Ein Buch und einen Kinofilm über "Das schweigende Klassenzimmer" gibt es schon. Nun folgt das Theaterstück. Am Mainfranken Theater Würzburg entsteht gerade die erste Bühnenversion einer unerhörten Geschichte: Wie eine Schulklasse in der DDR-Provinz mit einer ebenso kurzen wie mutigen Aktion das gesamte SED-Regime herausforderte.
29. Oktober 1956, Storkow, südöstlich von Berlin: An der Kurt-Scheffel-Oberschule ist Unerhörtes passiert. Die Abiturklasse hat sich im Geschichtsunterricht fünf Schweigeminuten lang mit den Opfern des niedergeschlagenen Volksaufstands in Ungarn solidarisiert. Der SED-Apparat läuft heiß. Man will unbedingt die Rädelsführer ermitteln, demonstrativ bestrafen und dann die sozialistische Ordnung wiederherstellen.
Sogar der Minister rückt an und brüllt die Klasse eine Stunde lang nieder
Sogar Volksbildungsminister Fritz Lange rückt an und brüllt die Schülerinnen und Schüler eine Stunde lang nieder. Alles ohne Erfolg. Selbst die Drohung, die gesamte Klasse werde vom Abitur ausgeschlossen, zieht nicht. Die Klasse schweigt weiter, auch die Mitglieder, die dem System näherstehen oder Eltern in Parteifunktionen haben. Niemand verpfeift irgendwen.
Also werden alle 20 Schülerinnen und Schüler der Schule verwiesen. Ihre Zukunft in der DDR ist mehr als ungewiss. Als erster flieht Dietrich Garstka an Weihnachten nach West-Berlin, 15 weitere folgen ihm innerhalb weniger Tage. Nur vier Schülerinnen entscheiden sich, in der DDR zu bleiben. Auch sie geben trotz des immensen Drucks keine Namen preis.
Barbara Bily, geboren 1982 in Leipzig und seit 2021 Schauspieldirektorin am Mainfranken Theater, hatte sich schon vor ihrer Würzburger Zeit mit dem Stoff beschäftigt und beim Verlag um die Uraufführungsrechte bemüht. Nun hat das Mainfranken Theater sie bekommen. Gerade erarbeitet das Ensemble mit Regisseurin Anna Stiepani die Bühnenversion. Das Stück wird Spielszenen mit dokumentarischer Erzählung verzahnen. Grundlage ist das 2007 erschienene Buch "Das schweigende Klassenzimmer" von Dietrich Garstka, damals einer der Oberschüler. Untertitel: "Eine wahre Geschichte über Mut, Zusammenhalt und den Kalten Krieg". Uraufführung ist am 22. Februar.

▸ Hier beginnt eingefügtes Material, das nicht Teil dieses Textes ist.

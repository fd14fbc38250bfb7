//! Child processes with a wall-clock timeout and bounded captured output.
//!
//! Used for both solution scripts and the generation agent. A timeout is an
//! outcome, not an error: the child is killed and the partial output kept.
//!
//! On unix the child leads its own process group. The whole group is killed
//! on timeout, and stragglers are killed once the child exits, so worker
//! processes can neither outlive the limit nor hold the output pipes open.

use std::io::{Read, Write};
use std::process::{Child, Command, ExitStatus, Stdio};
use std::thread::{self, JoinHandle};
use std::time::{Duration, Instant};

use anyhow::{Context, Result, anyhow};
use tracing::{debug, instrument, warn};
use wait_timeout::ChildExt;

/// Bytes kept from one output stream plus a count of what was discarded.
#[derive(Debug, Default, Clone, PartialEq, Eq)]
pub struct CapturedStream {
    pub bytes: Vec<u8>,
    pub dropped: usize,
}

impl CapturedStream {
    pub fn text(&self) -> String {
        String::from_utf8_lossy(&self.bytes).into_owned()
    }

    fn drain<R: Read>(mut reader: R, limit: usize) -> Result<Self> {
        let mut captured = Self::default();
        let mut chunk = [0u8; 8192];
        loop {
            let read = reader.read(&mut chunk).context("read child output")?;
            if read == 0 {
                return Ok(captured);
            }
            let keep = read.min(limit.saturating_sub(captured.bytes.len()));
            captured.bytes.extend_from_slice(&chunk[..keep]);
            captured.dropped += read - keep;
        }
    }
}

/// How a bounded child process ended.
#[derive(Debug)]
pub struct ProcessOutput {
    pub status: ExitStatus,
    pub stdout: CapturedStream,
    pub stderr: CapturedStream,
    pub timed_out: bool,
    pub elapsed: Duration,
}

impl ProcessOutput {
    pub fn success(&self) -> bool {
        !self.timed_out && self.status.success()
    }

    /// Stdout then stderr, each followed by a note when bytes were dropped,
    /// and a final note when the child was killed.
    pub fn render_log(&self, label: &str) -> String {
        let mut log = String::new();
        for (name, stream) in [("stdout", &self.stdout), ("stderr", &self.stderr)] {
            log.push_str(&format!("=== {name} ===\n"));
            log.push_str(&stream.text());
            if stream.dropped > 0 {
                log.push_str(&format!(
                    "\n[{label} {name}: {} more bytes not captured]",
                    stream.dropped
                ));
            }
            log.push('\n');
        }
        if self.timed_out {
            log.push_str(&format!(
                "[{label} killed: timed out after {:.1}s]\n",
                self.elapsed.as_secs_f64()
            ));
        }
        log
    }
}

type StreamHandle = JoinHandle<Result<CapturedStream>>;

/// Run `cmd` for at most `timeout`, optionally writing `stdin`, and keep up to
/// `output_limit_bytes` of each output stream.
#[instrument(skip_all, fields(program = ?cmd.get_program(), timeout_secs = timeout.as_secs()))]
pub fn run_with_timeout(
    mut cmd: Command,
    stdin: Option<&[u8]>,
    timeout: Duration,
    output_limit_bytes: usize,
) -> Result<ProcessOutput> {
    cmd.stdin(if stdin.is_some() {
        Stdio::piped()
    } else {
        Stdio::null()
    })
    .stdout(Stdio::piped())
    .stderr(Stdio::piped());
    own_process_group(&mut cmd);

    let started = Instant::now();
    let mut child = cmd
        .spawn()
        .with_context(|| format!("spawn {:?}", cmd.get_program()))?;
    let (stdout, stderr) = spawn_drains(&mut child, output_limit_bytes)?;

    if let Some(input) = stdin {
        let mut pipe = child
            .stdin
            .take()
            .ok_or_else(|| anyhow!("child stdin not piped"))?;
        if let Err(err) = pipe.write_all(input) {
            warn!(err = %err, "child closed stdin before reading all input");
        }
    }

    let (status, timed_out) = match child.wait_timeout(timeout).context("wait for child")? {
        Some(status) => (status, false),
        None => {
            warn!("child exceeded timeout, killing its process group");
            kill_tree(&mut child)?;
            (child.wait().context("reap killed child")?, true)
        }
    };
    if !timed_out {
        kill_stragglers(&child);
    }
    let elapsed = started.elapsed();

    let stdout = join_stream(stdout).context("collect stdout")?;
    let stderr = join_stream(stderr).context("collect stderr")?;
    debug!(
        exit_code = ?status.code(),
        timed_out,
        elapsed_ms = elapsed.as_millis() as u64,
        stdout_dropped = stdout.dropped,
        stderr_dropped = stderr.dropped,
        "child finished"
    );
    Ok(ProcessOutput {
        status,
        stdout,
        stderr,
        timed_out,
        elapsed,
    })
}

#[cfg(unix)]
fn own_process_group(cmd: &mut Command) {
    use std::os::unix::process::CommandExt;
    cmd.process_group(0);
}

#[cfg(not(unix))]
fn own_process_group(_cmd: &mut Command) {}

/// Kill the child and everything in its process group.
fn kill_tree(child: &mut Child) -> Result<()> {
    if let Err(err) = signal_group(child) {
        warn!(err = %err, "killing process group failed, killing child only");
    }
    match child.kill() {
        Ok(()) => Ok(()),
        // Already reaped.
        Err(err) if err.kind() == std::io::ErrorKind::InvalidInput => Ok(()),
        Err(err) => Err(err).context("kill child"),
    }
}

/// Kill background processes left behind by a child that already exited.
fn kill_stragglers(child: &Child) {
    if let Err(err) = signal_group(child) {
        debug!(err = %err, "could not signal leftover process group");
    }
}

#[cfg(unix)]
fn signal_group(child: &Child) -> Result<()> {
    use nix::errno::Errno;
    use nix::sys::signal::{Signal, killpg};
    use nix::unistd::Pid;

    let pgid = i32::try_from(child.id()).context("child pid out of range")?;
    match killpg(Pid::from_raw(pgid), Signal::SIGKILL) {
        Ok(()) | Err(Errno::ESRCH) => Ok(()),
        Err(err) => Err(anyhow!("signal process group {pgid}: {err}")),
    }
}

#[cfg(not(unix))]
fn signal_group(_child: &Child) -> Result<()> {
    Ok(())
}

/// Drain both pipes on helper threads so a chatty child never blocks.
fn spawn_drains(child: &mut Child, limit: usize) -> Result<(StreamHandle, StreamHandle)> {
    let stdout = child
        .stdout
        .take()
        .ok_or_else(|| anyhow!("child stdout not piped"))?;
    let stderr = child
        .stderr
        .take()
        .ok_or_else(|| anyhow!("child stderr not piped"))?;
    Ok((
        thread::spawn(move || CapturedStream::drain(stdout, limit)),
        thread::spawn(move || CapturedStream::drain(stderr, limit)),
    ))
}

fn join_stream(handle: StreamHandle) -> Result<CapturedStream> {
    handle
        .join()
        .map_err(|_| anyhow!("output drain thread panicked"))?
}

#[cfg(all(test, unix))]
mod tests {
    use super::*;

    fn sh(script: &str) -> Command {
        let mut cmd = Command::new("sh");
        cmd.arg("-c").arg(script);
        cmd
    }

    #[test]
    fn keeps_streams_apart_and_reports_status() {
        let out = run_with_timeout(
            sh("echo out; echo err >&2; exit 3"),
            None,
            Duration::from_secs(5),
            1024,
        )
        .expect("run");
        assert!(!out.success());
        assert_eq!(out.status.code(), Some(3));
        assert_eq!(out.stdout.text(), "out\n");
        assert!(out.render_log("exec").contains("=== stderr ===\nerr"));
    }

    #[test]
    fn writes_stdin_to_child() {
        let out = run_with_timeout(sh("cat"), Some(b"hello".as_slice()), Duration::from_secs(5), 1024)
            .expect("run");
        assert!(out.success());
        assert_eq!(out.stdout.bytes, b"hello");
    }

    #[test]
    fn timeout_kills_child_without_error() {
        let out = run_with_timeout(sh("exec sleep 5"), None, Duration::from_millis(100), 1024)
            .expect("run");
        assert!(out.timed_out);
        assert!(!out.success());
        assert!(out.render_log("exec").contains("killed: timed out"));
    }

    #[test]
    fn output_beyond_limit_is_counted() {
        let out = run_with_timeout(sh("printf 'abcdefghij'"), None, Duration::from_secs(5), 4)
            .expect("run");
        assert_eq!(out.stdout.bytes, b"abcd");
        assert_eq!(out.stdout.dropped, 6);
        assert!(out.render_log("exec").contains("6 more bytes not captured"));
    }

    #[test]
    fn timeout_kills_background_workers() {
        let started = Instant::now();
        let out = run_with_timeout(
            sh("sleep 30 & sleep 30"),
            None,
            Duration::from_millis(200),
            1024,
        )
        .expect("run");
        assert!(out.timed_out);
        assert!(started.elapsed() < Duration::from_secs(10));
    }

    #[test]
    fn exited_child_does_not_wait_for_leftover_workers() {
        let started = Instant::now();
        let out = run_with_timeout(sh("sleep 30 & echo done"), None, Duration::from_secs(20), 1024)
            .expect("run");
        assert!(out.success());
        assert_eq!(out.stdout.text(), "done\n");
        assert!(started.elapsed() < Duration::from_secs(10));
    }
}
impl<G: CodeGenerator> SearchController<G> {
    pub fn new(generator: G, task: TaskContext, settings: SearchSettings) -> Self {
        Self {
            prompts: PromptBuilder::new(settings.prompt_budget_bytes),
            generator,
            task,
            settings,
            journal: Journal::new(),
        }
    }

    pub fn journal(&self) -> &Journal {
        &self.journal
    }

    pub fn generator(&self) -> &G {
        &self.generator
    }

    /// Run until the step budget is spent or the episode becomes terminal.
    ///
    /// The journal, best solution and history are checkpointed after every
    /// step, before `on_step` sees it, and saved again on every exit path,
    /// including an aborted generation.
    #[instrument(skip_all, fields(agent = ?self.settings.kind, steps = self.settings.steps))]
    pub fn run<R, S, F>(&mut self, env: &mut Environment<R, S>, mut on_step: F) -> Result<SearchOutcome>
    where
        R: CodeRunner,
        S: Scorer,
        F: FnMut(&SearchStep),
    {
        let mut steps_executed = 0u32;
        let result = loop {
            if env.status() == EpisodeStatus::Terminal {
                let reason = env.terminal_reason().unwrap_or(TerminalReason::Closed);
                break Ok(SearchStop::EpisodeTerminal(reason));
            }
            if steps_executed >= self.settings.steps {
                break Ok(SearchStop::BudgetExhausted);
            }
            let steps_left = self.settings.steps - steps_executed;
            let step = match self.step_once(env, steps_left) {
                Ok(step) => step,
                Err(err) => break Err(err),
            };
            steps_executed += 1;
            if let Err(err) = self.checkpoint(env) {
                break Err(err);
            }
            on_step(&step);
        };

        let persisted = self.persist(env);
        let stop = match result {
            Ok(stop) => stop,
            Err(err) => {
                if let Err(persist_err) = persisted {
                    warn!(err = %format!("{persist_err:#}"), "failed to save journal after abort");
                }
                return Err(err);
            }
        };
        persisted?;

        let best = self.journal.best_node(env.higher_is_better());
        info!(steps_executed, ?stop, best = ?best.map(|n| n.id.0), "search finished");
        Ok(SearchOutcome {
            steps_executed,
            stop,
            best_node: best.map(|n| n.id),
            best_metric: best.and_then(|n| n.metric),
        })
    }

    fn step_once<R: CodeRunner, S: Scorer>(
        &mut self,
        env: &mut Environment<R, S>,
        steps_left: u32,
    ) -> Result<SearchStep> {
        let higher_is_better = env.higher_is_better();
        let action = next_action(
            self.settings.kind,
            &self.journal,
            &self.settings.search,
            higher_is_better,
        );
        let node_id = self.journal.next_id();
        let workspace = env.paths().workspace(node_id.0);
        info!(node = %node_id, action = action.label(), target = ?action.target().map(|t| t.0), "next action");

        // Drafts start from scratch.
        let memory = match action {
            Action::Improve { .. } => format!(
                "{}\nEpisode so far: {}",
                journal_memory(&self.journal),
                env.summary().render()
            ),
            Action::Draft | Action::Debug { .. } => String::new(),
        };
        let env_steps_left = env.settings().max_steps.saturating_sub(env.step_index());
        let prompt = self.prompts.build(&PromptInputs {
            task: &self.task,
            action,
            target: action.target().and_then(|id| self.journal.get(id)),
            memory,
            metric: self.settings.metric.as_str(),
            higher_is_better,
            timeout_secs: self.settings.timeout_secs,
            steps_left: steps_left.min(env_steps_left),
            time_left_secs: env.remaining_time().map(|left| left.as_secs()),
        })?;
        if !prompt.dropped().is_empty() {
            info!(dropped = ?prompt.dropped(), "prompt sections dropped for budget");
        }

        let generation = self.generate_with_retries(action, prompt.as_str(), &workspace)?;
        let observation = env.step_in(&generation.code, &workspace)?;
        let record = observation.record;

        let stage = match action {
            Action::Draft => NodeStage::Draft,
            Action::Debug { .. } => NodeStage::Debug,
            Action::Improve { .. } => NodeStage::Improve,
        };
        let appended = self.journal.append(PendingNode {
            parent_id: action.target(),
            stage,
            plan: generation.plan,
            code: generation.code,
            outcome: record.outcome,
            trace: record.trace,
            metric: record.score,
            step_index: Some(record.step_index),
        })?;
        Ok(SearchStep {
            node_id: appended,
            action,
            outcome: record.outcome,
            metric: record.score,
            rank: record.leaderboard_rank,
        })
    }

    /// Immediate retries, no backoff.
    fn generate_with_retries(
        &self,
        action: Action,
        prompt: &str,
        workspace: &NodeWorkspace,
    ) -> Result<Generation, GenerationFailedError> {
        let attempts = self.settings.max_retries.max(1);
        let mut last_error = String::new();
        for attempt in 1..=attempts {
            let request = GenerationRequest {
                action,
                prompt,
                workspace,
            };
            match self.generator.generate(&request) {
                Ok(generation) => return Ok(generation),
                Err(err) => {
                    last_error = format!("{err:#}");
                    warn!(attempt, attempts, err = %last_error, "generation failed");
                }
            }
        }
        Err(GenerationFailedError {
            action: action.label(),
            attempts,
            last_error,
        })
    }

    fn checkpoint<R: CodeRunner, S: Scorer>(&self, env: &mut Environment<R, S>) -> Result<()> {
        self.persist(env)?;
        let flushed = env.checkpoint()?;
        debug!(flushed, nodes = self.journal.len(), "checkpointed step");
        Ok(())
    }

    fn persist<R: CodeRunner, S: Scorer>(&self, env: &Environment<R, S>) -> Result<()> {
        let paths = env.paths();
        save_journal(&paths.journal_path, &self.journal)?;
        export_best_solution(&paths.best_solution_path, &self.journal, env.higher_is_better())?;
        Ok(())
    }
}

Dietrich Garstka starb 2018, sein Klassenkamerad und langjähriger Freund Karsten Köhler ist als letzter der Klasse weiter als Zeitzeuge auf Tour. Der 85-Jährige erzählt im Auftrag des Instituts für Deutschlandforschung der Ruhr-Universität Bochum und der Bundesstiftung für die Aufarbeitung der SED-Diktatur in öffentlichen Veranstaltungen, wie alles war.
Zum 110. Mal tat er dies jetzt - in Würzburg, auf der Probebühne 3 des Mainfranken Theaters in der Oeggstraße. Regieteam, Theaterpädagogik und Mitglieder des Ensembles sind da, das seine Geschichte auf der Bühne darstellen wird. Man merkt, dass Köhler sie schon oft erzählt hat. Er hat alle Daten, alle Namen genau im Kopf. Auch die meisten Fragen sind ihm schon gestellt worden.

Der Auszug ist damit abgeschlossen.